use spmd::environment::run_threaded;
use spmd::point_to_point as p2p;
use spmd::traits::*;
use spmd::Error;

#[test]
fn ring_of_blocking_sends() {
    let received = run_threaded(4, |universe| {
        let world = universe.world();
        let size = world.size();
        let rank = world.rank();
        let next = world.process_at_rank((rank + 1) % size);
        let previous = world.process_at_rank((rank - 1 + size) % size);

        next.send(&rank).unwrap();
        let (msg, status) = previous.receive::<i32>().unwrap();
        assert_eq!(status.source_rank(), previous.rank());
        assert_eq!(status.tag(), 0);
        assert_eq!(status.count(i32::equivalent_datatype()), 1);
        msg
    });
    assert_eq!(received, vec![3, 0, 1, 2]);
}

#[test]
fn messages_on_one_channel_keep_their_order_across_tags() {
    run_threaded(2, |universe| {
        let world = universe.world();
        if world.rank() == 0 {
            let receiver = world.process_at_rank(1);
            for (i, tag) in [1, 2, 1, 2].iter().enumerate() {
                receiver.send_with_tag(&(i as u64), *tag).unwrap();
            }
        } else {
            let sender = world.process_at_rank(0);
            let twos: Vec<u64> = (0..2)
                .map(|_| sender.receive_with_tag::<u64>(2).unwrap().0)
                .collect();
            let ones: Vec<u64> = (0..2)
                .map(|_| sender.receive_with_tag::<u64>(1).unwrap().0)
                .collect();
            assert_eq!(twos, vec![1, 3]);
            assert_eq!(ones, vec![0, 2]);
        }
    });
}

#[test]
fn any_source_receives_every_sender() {
    let sums = run_threaded(4, |universe| {
        let world = universe.world();
        if world.rank() == 0 {
            let mut sources: Vec<i32> = (1..world.size())
                .map(|_| {
                    let (value, status) = world.any_process().receive::<i32>().unwrap();
                    assert_eq!(value, status.source_rank() * 10);
                    status.source_rank()
                })
                .collect();
            sources.sort_unstable();
            sources.iter().sum()
        } else {
            world.process_at_rank(0).send(&(world.rank() * 10)).unwrap();
            0
        }
    });
    assert_eq!(sums[0], 1 + 2 + 3);
}

#[test]
fn vectors_are_received_with_their_length() {
    run_threaded(2, |universe| {
        let world = universe.world();
        if world.rank() == 0 {
            let msg = vec![4.0f64, 8.0, 15.0, 16.0, 23.0, 42.0];
            world.process_at_rank(1).send(&msg[..]).unwrap();
        } else {
            let process = world.process_at_rank(0);
            let status = process.probe().unwrap();
            assert_eq!(status.count(f64::equivalent_datatype()), 6);
            let (msg, _) = process.receive_vec::<f64>().unwrap();
            assert_eq!(msg, vec![4.0, 8.0, 15.0, 16.0, 23.0, 42.0]);
        }
    });
}

#[test]
fn oversized_message_is_truncated() {
    run_threaded(2, |universe| {
        let world = universe.world();
        if world.rank() == 0 {
            world.process_at_rank(1).send(&[1i32, 2, 3, 4][..]).unwrap();
        } else {
            let mut buf = [0i32; 2];
            match world.process_at_rank(0).receive_into(&mut buf[..]) {
                Err(Error::Truncated { received, capacity }) => {
                    assert_eq!((received, capacity), (16, 8));
                }
                other => panic!("expected truncation, got {:?}", other),
            }
            assert_eq!(buf, [0, 0]);
        }
    });
}

#[test]
fn partial_elements_are_a_type_mismatch() {
    run_threaded(2, |universe| {
        let world = universe.world();
        if world.rank() == 0 {
            world.process_at_rank(1).send(&[1u8, 2, 3][..]).unwrap();
        } else {
            match world.process_at_rank(0).receive_vec::<i32>() {
                Err(e @ Error::TypeMismatch { .. }) => {
                    assert_eq!(e.kind(), spmd::ErrorKind::Type)
                }
                other => panic!("expected a type mismatch, got {:?}", other),
            }
        }
    });
}

#[test]
fn matched_probe_claims_the_message() {
    run_threaded(3, |universe| {
        let world = universe.world();
        match world.rank() {
            0 => {
                let (message, status) = world.any_process().matched_probe_with_tag(7).unwrap();
                let mut buf = vec![0u16; status.count(u16::equivalent_datatype()) as usize];
                let status = message.matched_receive_into(&mut buf[..]).unwrap();
                assert_eq!(buf, vec![status.source_rank() as u16; 3]);

                let (msg, status) = (world.any_process().matched_probe_with_tag(7).unwrap())
                    .matched_receive_vec::<u16>()
                    .unwrap();
                assert_eq!(msg, vec![status.source_rank() as u16; 3]);
            }
            rank => {
                world
                    .process_at_rank(0)
                    .send_with_tag(&[rank as u16; 3][..], 7)
                    .unwrap();
            }
        }
    });
}

#[test]
fn immediate_probe_sees_nothing_before_a_send() {
    run_threaded(2, |universe| {
        let world = universe.world();
        if world.rank() == 1 {
            assert!(world.any_process().immediate_probe_with_tag(99).unwrap().is_none());
        }
        world.barrier().unwrap();
        if world.rank() == 0 {
            world.process_at_rank(1).send_with_tag(&1u8, 99).unwrap();
        } else {
            let status = loop {
                if let Some(status) = world.any_process().immediate_probe_with_tag(99).unwrap() {
                    break status;
                }
            };
            assert_eq!(status.size(), 1);
            let (value, _) = world.any_process().receive_with_tag::<u8>(99).unwrap();
            assert_eq!(value, 1);
        }
    });
}

#[test]
fn send_receive_shifts_around_a_ring() {
    let shifted = run_threaded(5, |universe| {
        let world = universe.world();
        let size = world.size();
        let rank = world.rank();
        let next = world.process_at_rank((rank + 1) % size);
        let previous = world.process_at_rank((rank - 1 + size) % size);

        let (from_previous, _) = p2p::send_receive::<i32, _, _, _>(&rank, &next, &previous).unwrap();

        let mut x = rank;
        p2p::send_receive_replace_into(&mut x, &previous, &next).unwrap();
        assert_eq!(x, (rank + 1) % size);

        let mut buf = [0i32; 2];
        p2p::send_receive_into(&[rank, -rank][..], &next, &mut buf[..], &previous).unwrap();
        assert_eq!(buf, [from_previous, -from_previous]);
        from_previous
    });
    assert_eq!(shifted, vec![4, 0, 1, 2, 3]);
}

#[test]
fn sending_to_oneself_is_buffered() {
    run_threaded(1, |universe| {
        let world = universe.world();
        let me = world.this_process();
        me.send(&[1.5f32, 2.5][..]).unwrap();
        let (msg, status) = me.receive_vec::<f32>().unwrap();
        assert_eq!(msg, vec![1.5, 2.5]);
        assert_eq!(status.source_rank(), 0);
    });
}

#[test]
#[should_panic]
fn negative_send_tags_are_a_usage_error() {
    run_threaded(1, |universe| {
        let world = universe.world();
        let _ = world.this_process().send_with_tag(&0i32, -3);
    });
}
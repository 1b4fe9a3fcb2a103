//! Transports and message matching
//!
//! A `Fabric` moves `Envelope`s between the processes of a world: it knows nothing about
//! communicators, tags or datatypes. Every process owns exactly one `Endpoint` wrapping its
//! fabric. The endpoint matches arriving envelopes against posted receives:
//!
//! - an arriving envelope completes the oldest posted receive whose pattern it matches, or is
//!   queued as unexpected,
//! - a newly posted receive first takes the oldest matching unexpected envelope.
//!
//! Because fabrics deliver envelopes between a pair of processes in the order they were posted,
//! messages on one `(communicator, source, tag)` channel are received in send order.
//!
//! Progress is made by whichever thread waits: blocking operations poll the fabric with a short
//! timeout so that an abort raised elsewhere in the world is noticed.

use std::collections::VecDeque;
use std::fmt;
use std::sync::atomic::{AtomicU64, Ordering};
use std::sync::{Arc, Mutex, MutexGuard};
use std::time::Duration;

use tracing::{error, trace};

use crate::error::Result;
use crate::topology::Rank;
use crate::Tag;

mod local;
mod tcp;
mod wire;

pub use self::local::LocalFabric;
pub use self::tcp::TcpFabric;

/// A message in flight between two processes
#[derive(Clone, PartialEq, Eq)]
pub struct Envelope {
    /// Communication context the message belongs to
    pub context: u64,
    /// Rank of the sender within the communicator identified by `context`
    pub source: Rank,
    /// Message tag
    pub tag: Tag,
    /// Packed message contents
    pub payload: Vec<u8>,
}

impl fmt::Debug for Envelope {
    fn fmt(&self, f: &mut fmt::Formatter<'_>) -> fmt::Result {
        f.debug_struct("Envelope")
            .field("context", &self.context)
            .field("source", &self.source)
            .field("tag", &self.tag)
            .field("len", &self.payload.len())
            .finish()
    }
}

/// Byte transport between the processes of one world
///
/// Implementations must deliver envelopes posted by one process to another in posting order.
pub trait Fabric: Send + Sync {
    /// Index of this process in the world
    fn rank(&self) -> usize;

    /// Number of processes in the world
    fn size(&self) -> usize;

    /// Hands `envelope` to the transport for delivery to world rank `destination`.
    ///
    /// Returns once the envelope has been handed off; it may not have arrived yet.
    fn post(&self, destination: usize, envelope: Envelope) -> Result<()>;

    /// Takes the next envelope addressed to this process, waiting at most `timeout`.
    ///
    /// Returns `Ok(None)` on timeout and `Err(Error::Aborted { .. })` once any process of the
    /// world has aborted.
    fn receive_timeout(&self, timeout: Duration) -> Result<Option<Envelope>>;

    /// Takes the next envelope addressed to this process if one has already arrived.
    fn try_receive(&self) -> Result<Option<Envelope>>;

    /// Tells every other process that this process is aborting with `code`.
    fn signal_abort(&self, code: i32);

    /// Terminates the world with `code`.
    fn abort(&self, code: i32) -> !;

    /// Releases transport resources after the world has finalized.
    fn shutdown(&self) {}
}

/// What a posted receive or a probe accepts
#[derive(Debug, Clone, Copy, PartialEq, Eq)]
pub(crate) struct Pattern {
    pub context: u64,
    pub source: Option<Rank>,
    pub tag: Option<Tag>,
}

impl Pattern {
    fn matches(&self, envelope: &Envelope) -> bool {
        self.context == envelope.context
            && self.source.map_or(true, |s| s == envelope.source)
            && self.tag.map_or(true, |t| t == envelope.tag)
    }
}

/// A receive waiting for its message
#[derive(Debug)]
pub(crate) struct PostedReceive {
    pattern: Pattern,
    slot: Mutex<Option<Envelope>>,
}

impl PostedReceive {
    fn take(&self) -> Option<Envelope> {
        lock(&self.slot).take()
    }
}

#[derive(Debug, Default)]
struct MatchState {
    unexpected: VecDeque<Envelope>,
    posted: VecDeque<Arc<PostedReceive>>,
}

impl MatchState {
    fn deliver(&mut self, envelope: Envelope) {
        match self.posted.iter().position(|p| p.pattern.matches(&envelope)) {
            Some(index) => {
                trace!(?envelope, "matched posted receive");
                if let Some(posted) = self.posted.remove(index) {
                    *lock(&posted.slot) = Some(envelope);
                }
            }
            None => {
                trace!(?envelope, "queued unexpected message");
                self.unexpected.push_back(envelope);
            }
        }
    }
}

fn lock<T>(mutex: &Mutex<T>) -> MutexGuard<'_, T> {
    // A panicking rank thread never leaves the queues half-updated.
    mutex.lock().unwrap_or_else(|poisoned| poisoned.into_inner())
}

/// One process's access point to its world: the fabric plus the matching engine
pub(crate) struct Endpoint {
    fabric: Box<dyn Fabric>,
    state: Mutex<MatchState>,
    next_context: AtomicU64,
    poll_interval: Duration,
}

impl fmt::Debug for Endpoint {
    fn fmt(&self, f: &mut fmt::Formatter<'_>) -> fmt::Result {
        f.debug_struct("Endpoint")
            .field("rank", &self.fabric.rank())
            .field("size", &self.fabric.size())
            .finish()
    }
}

impl Endpoint {
    /// Context id of the world communicator
    pub(crate) const WORLD_CONTEXT: u64 = 0;

    pub(crate) fn new(fabric: Box<dyn Fabric>, poll_interval: Duration) -> Endpoint {
        Endpoint {
            fabric,
            state: Mutex::new(MatchState::default()),
            next_context: AtomicU64::new(Endpoint::WORLD_CONTEXT + 1),
            poll_interval,
        }
    }

    pub(crate) fn world_rank(&self) -> usize {
        self.fabric.rank()
    }

    pub(crate) fn world_size(&self) -> usize {
        self.fabric.size()
    }

    pub(crate) fn post(&self, destination: usize, envelope: Envelope) -> Result<()> {
        trace!(destination, ?envelope, "posting message");
        self.fabric.post(destination, envelope)
    }

    pub(crate) fn post_receive(&self, pattern: Pattern) -> Arc<PostedReceive> {
        let posted = Arc::new(PostedReceive {
            pattern,
            slot: Mutex::new(None),
        });
        let mut state = lock(&self.state);
        match state.unexpected.iter().position(|e| pattern.matches(e)) {
            Some(index) => {
                *lock(&posted.slot) = state.unexpected.remove(index);
            }
            None => state.posted.push_back(posted.clone()),
        }
        posted
    }

    /// Moves arrived envelopes into the matching engine, waiting up to `timeout` for the first.
    fn progress(&self, timeout: Option<Duration>) -> Result<()> {
        let first = match timeout {
            Some(timeout) => self.fabric.receive_timeout(timeout)?,
            None => self.fabric.try_receive()?,
        };
        if let Some(envelope) = first {
            let mut state = lock(&self.state);
            state.deliver(envelope);
            while let Some(envelope) = self.fabric.try_receive()? {
                state.deliver(envelope);
            }
        }
        Ok(())
    }

    pub(crate) fn test(&self, posted: &PostedReceive) -> Result<Option<Envelope>> {
        if let Some(envelope) = posted.take() {
            return Ok(Some(envelope));
        }
        self.progress(None)?;
        Ok(posted.take())
    }

    pub(crate) fn wait(&self, posted: &PostedReceive) -> Result<Envelope> {
        loop {
            if let Some(envelope) = posted.take() {
                return Ok(envelope);
            }
            self.progress(Some(self.poll_interval))?;
        }
    }

    /// Blocks until some envelope arrives or the poll interval elapses.
    pub(crate) fn wait_for_progress(&self) -> Result<()> {
        self.progress(Some(self.poll_interval))
    }

    pub(crate) fn receive(&self, pattern: Pattern) -> Result<Envelope> {
        let posted = self.post_receive(pattern);
        self.wait(&posted).map_err(|e| {
            self.cancel(&posted);
            e
        })
    }

    /// Withdraws a posted receive nobody is going to complete.
    ///
    /// A message that already matched it goes back to the front of the unexpected queue.
    pub(crate) fn cancel(&self, posted: &Arc<PostedReceive>) {
        let mut state = lock(&self.state);
        state.posted.retain(|p| !Arc::ptr_eq(p, posted));
        if let Some(envelope) = posted.take() {
            trace!(?envelope, "requeued message of a cancelled receive");
            state.unexpected.push_front(envelope);
        }
    }

    #[cfg(test)]
    pub(crate) fn posted_receives(&self) -> usize {
        lock(&self.state).posted.len()
    }

    /// Finds the oldest unexpected envelope matching `pattern` and hands it to `f`, removing it
    /// from the queue if `f` says so.
    fn find_unexpected<R>(
        &self,
        pattern: Pattern,
        blocking: bool,
        f: impl Fn(&mut VecDeque<Envelope>, usize) -> R,
    ) -> Result<Option<R>> {
        loop {
            self.progress(None)?;
            {
                let mut state = lock(&self.state);
                if let Some(index) = state.unexpected.iter().position(|e| pattern.matches(e)) {
                    return Ok(Some(f(&mut state.unexpected, index)));
                }
            }
            if !blocking {
                return Ok(None);
            }
            self.progress(Some(self.poll_interval))?;
        }
    }

    /// Source, tag and payload length of the next message matching `pattern`.
    pub(crate) fn probe(
        &self,
        pattern: Pattern,
        blocking: bool,
    ) -> Result<Option<(Rank, Tag, usize)>> {
        self.find_unexpected(pattern, blocking, |queue, index| {
            let e = &queue[index];
            (e.source, e.tag, e.payload.len())
        })
    }

    /// Removes the next message matching `pattern` so that no other receive can match it.
    pub(crate) fn matched_probe(&self, pattern: Pattern, blocking: bool) -> Result<Option<Envelope>> {
        Ok(self
            .find_unexpected(pattern, blocking, |queue, index| queue.remove(index))?
            .flatten())
    }

    /// Proposes a context id for a new communicator.
    pub(crate) fn propose_context(&self) -> u64 {
        self.next_context.load(Ordering::SeqCst)
    }

    /// Records that `context` has been agreed on for a new communicator.
    pub(crate) fn claim_context(&self, context: u64) {
        self.next_context.fetch_max(context + 1, Ordering::SeqCst);
    }

    pub(crate) fn signal_abort(&self, code: i32) {
        self.fabric.signal_abort(code)
    }

    pub(crate) fn abort(&self, code: i32) -> ! {
        error!(rank = self.world_rank(), code, "aborting the process group");
        self.fabric.abort(code)
    }

    pub(crate) fn shutdown(&self) {
        self.fabric.shutdown()
    }
}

TASK ITEM
Of all the entries above, retype exactly the lines from the line with "to the transport" to the line with "fn receive_timeout(&self, timeout: Duration)", both included, and no others.

RESPONSE TO THE EXERCISE
    /// Hands `envelope` to the transport for delivery to world rank `destination`.
    ///
    /// Returns once the envelope has been handed off; it may not have arrived yet.
    fn post(&self, destination: usize, envelope: Envelope) -> Result<()>;

    /// Takes the next envelope addressed to this process, waiting at most `timeout`.
    ///
    /// Returns `Ok(None)` on timeout and `Err(Error::Aborted { .. })` once any process of the
    /// world has aborted.
    fn receive_timeout(&self, timeout: Duration) -> Result<Option<Envelope>>;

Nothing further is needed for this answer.